ABOUT THIS EXERCISE: The records come next. Copy all of them exactly.

Records from a dataset:
══════════

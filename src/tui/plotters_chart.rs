//! Plotters-powered area map widget for Ratatui.
//!
//! Plotters output is drawn into the Ratatui buffer with
//! `plotters-ratatui-backend`. All series and bounds are computed outside the
//! render call, so `render()` only draws.

use plotters::prelude::*;
use plotters_ratatui_backend::widget_fn;
use ratatui::{
    buffer::Buffer,
    layout::Rect,
    style::{Color, Style},
    widgets::Widget,
};

/// Area centroids colored by class.
pub struct AreaMapChart<'a> {
    /// Centroid coordinates (CRS units).
    pub points: &'a [(f64, f64)],
    /// Class index per point, indexing `palette`.
    pub classes: &'a [usize],
    pub palette: &'a [RGBColor],
    pub x_bounds: [f64; 2],
    pub y_bounds: [f64; 2],
    pub x_label: &'a str,
    pub y_label: &'a str,
}

impl<'a> Widget for AreaMapChart<'a> {
    fn render(self, area: Rect, buf: &mut Buffer) {
        // Plotters can fail to lay out very small areas.
        if area.width < 20 || area.height < 8 {
            buf.set_string(
                area.x,
                area.y,
                "Map area too small (resize terminal).",
                Style::default().fg(Color::Yellow),
            );
            return;
        }

        let [x0, x1] = self.x_bounds;
        let [y0, y1] = self.y_bounds;
        if !(x0.is_finite() && x1.is_finite() && y0.is_finite() && y1.is_finite()) || x1 <= x0 || y1 <= y0 {
            return;
        }

        let widget = widget_fn(move |root| {
            let mut chart = ChartBuilder::on(&root)
                .margin(1)
                .set_label_area_size(LabelAreaPosition::Left, 8)
                .set_label_area_size(LabelAreaPosition::Bottom, 3)
                .build_cartesian_2d(x0..x1, y0..y1)?;

            chart
                .configure_mesh()
                .disable_x_mesh()
                .disable_y_mesh()
                .x_desc(self.x_label)
                .y_desc(self.y_label)
                .x_labels(4)
                .y_labels(4)
                .x_label_formatter(&|v| format!("{v:.0}"))
                .y_label_formatter(&|v| format!("{v:.0}"))
                .label_style(("sans-serif", 10).into_font().color(&WHITE))
                .axis_style(&WHITE)
                .draw()?;

            // `Circle` radii come out in canvas units with this backend, so a
            // colored `Pixel` is used per area.
            let fallback = WHITE;
            chart.draw_series(self.points.iter().zip(self.classes).map(|(&(x, y), &c)| {
                let color = self.palette.get(c).copied().unwrap_or(fallback);
                Pixel::new((x, y), color)
            }))?;

            Ok(())
        });

        widget.render(area, buf);
    }
}

/// Light-to-dark ramp for quintile classes.
pub static QUINTILE_RAMP: [RGBColor; 5] = [
    RGBColor(69, 117, 180),
    RGBColor(145, 191, 219),
    RGBColor(255, 255, 191),
    RGBColor(252, 141, 89),
    RGBColor(215, 48, 39),
];

/// Categorical palette for clusters.
pub static CATEGORY_PALETTE: [RGBColor; 8] = [
    RGBColor(0, 255, 255),
    RGBColor(255, 0, 255),
    RGBColor(255, 255, 0),
    RGBColor(0, 255, 0),
    RGBColor(255, 128, 0),
    RGBColor(128, 128, 255),
    RGBColor(255, 0, 0),
    RGBColor(255, 255, 255),
];

/// HH, LH, LL, HL, ns.
pub static LISA_PALETTE: [RGBColor; 5] = [
    RGBColor(215, 25, 28),
    RGBColor(171, 217, 233),
    RGBColor(44, 123, 182),
    RGBColor(253, 174, 97),
    RGBColor(110, 110, 110),
];

/// Ratatui color matching a palette entry, for legends.
pub fn to_tui_color(c: RGBColor) -> Color {
    Color::Rgb(c.0, c.1, c.2)
}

══════════

TASK ANSWER:
filename src/tui/plotters_chart.rs
//! Plotters-powered area map widget for Ratatui.
//!
//! Plotters output is drawn into the Ratatui buffer with
//! `plotters-ratatui-backend`. All series and bounds are computed outside the
//! render call, so `render()` only draws.

use plotters::prelude::*;
use plotters_ratatui_backend::widget_fn;
use ratatui::{
    buffer::Buffer,
    layout::Rect,
    style::{Color, Style},
    widgets::Widget,
};

/// Area centroids colored by class.
pub struct AreaMapChart<'a> {
    /// Centroid coordinates (CRS units).
    pub points: &'a [(f64, f64)],
    /// Class index per point, indexing `palette`.
    pub classes: &'a [usize],
    pub palette: &'a [RGBColor],
    pub x_bounds: [f64; 2],
    pub y_bounds: [f64; 2],
    pub x_label: &'a str,
    pub y_label: &'a str,
}

impl<'a> Widget for AreaMapChart<'a> {
    fn render(self, area: Rect, buf: &mut Buffer) {
        // Plotters can fail to lay out very small areas.
        if area.width < 20 || area.height < 8 {
            buf.set_string(
                area.x,
                area.y,
                "Map area too small (resize terminal).",
                Style::default().fg(Color::Yellow),
            );
            return;
        }

        let [x0, x1] = self.x_bounds;
        let [y0, y1] = self.y_bounds;
        if !(x0.is_finite() && x1.is_finite() && y0.is_finite() && y1.is_finite()) || x1 <= x0 || y1 <= y0 {
            return;
        }

        let widget = widget_fn(move |root| {
            let mut chart = ChartBuilder::on(&root)
                .margin(1)
                .set_label_area_size(LabelAreaPosition::Left, 8)
                .set_label_area_size(LabelAreaPosition::Bottom, 3)
                .build_cartesian_2d(x0..x1, y0..y1)?;

            chart
                .configure_mesh()
                .disable_x_mesh()
                .disable_y_mesh()
                .x_desc(self.x_label)
                .y_desc(self.y_label)
                .x_labels(4)
                .y_labels(4)
                .x_label_formatter(&|v| format!("{v:.0}"))
                .y_label_formatter(&|v| format!("{v:.0}"))
                .label_style(("sans-serif", 10).into_font().color(&WHITE))
                .axis_style(&WHITE)
                .draw()?;

            // `Circle` radii come out in canvas units with this backend, so a
            // colored `Pixel` is used per area.
            let fallback = WHITE;
            chart.draw_series(self.points.iter().zip(self.classes).map(|(&(x, y), &c)| {
                let color = self.palette.get(c).copied().unwrap_or(fallback);
                Pixel::new((x, y), color)
            }))?;

            Ok(())
        });

        widget.render(area, buf);
    }
}

/// Light-to-dark ramp for quintile classes.
pub static QUINTILE_RAMP: [RGBColor; 5] = [
    RGBColor(69, 117, 180),
    RGBColor(145, 191, 219),
    RGBColor(255, 255, 191),
    RGBColor(252, 141, 89),
    RGBColor(215, 48, 39),
];

/// Categorical palette for clusters.
pub static CATEGORY_PALETTE: [RGBColor; 8] = [
    RGBColor(0, 255, 255),
    RGBColor(255, 0, 255),
    RGBColor(255, 255, 0),
    RGBColor(0, 255, 0),
    RGBColor(255, 128, 0),
    RGBColor(128, 128, 255),
    RGBColor(255, 0, 0),
    RGBColor(255, 255, 255),
];

/// HH, LH, LL, HL, ns.
pub static LISA_PALETTE: [RGBColor; 5] = [
    RGBColor(215, 25, 28),
    RGBColor(171, 217, 233),
    RGBColor(44, 123, 182),
    RGBColor(253, 174, 97),
    RGBColor(110, 110, 110),
];

/// Ratatui color matching a palette entry, for legends.
pub fn to_tui_color(c: RGBColor) -> Color {
    Color::Rgb(c.0, c.1, c.2)
}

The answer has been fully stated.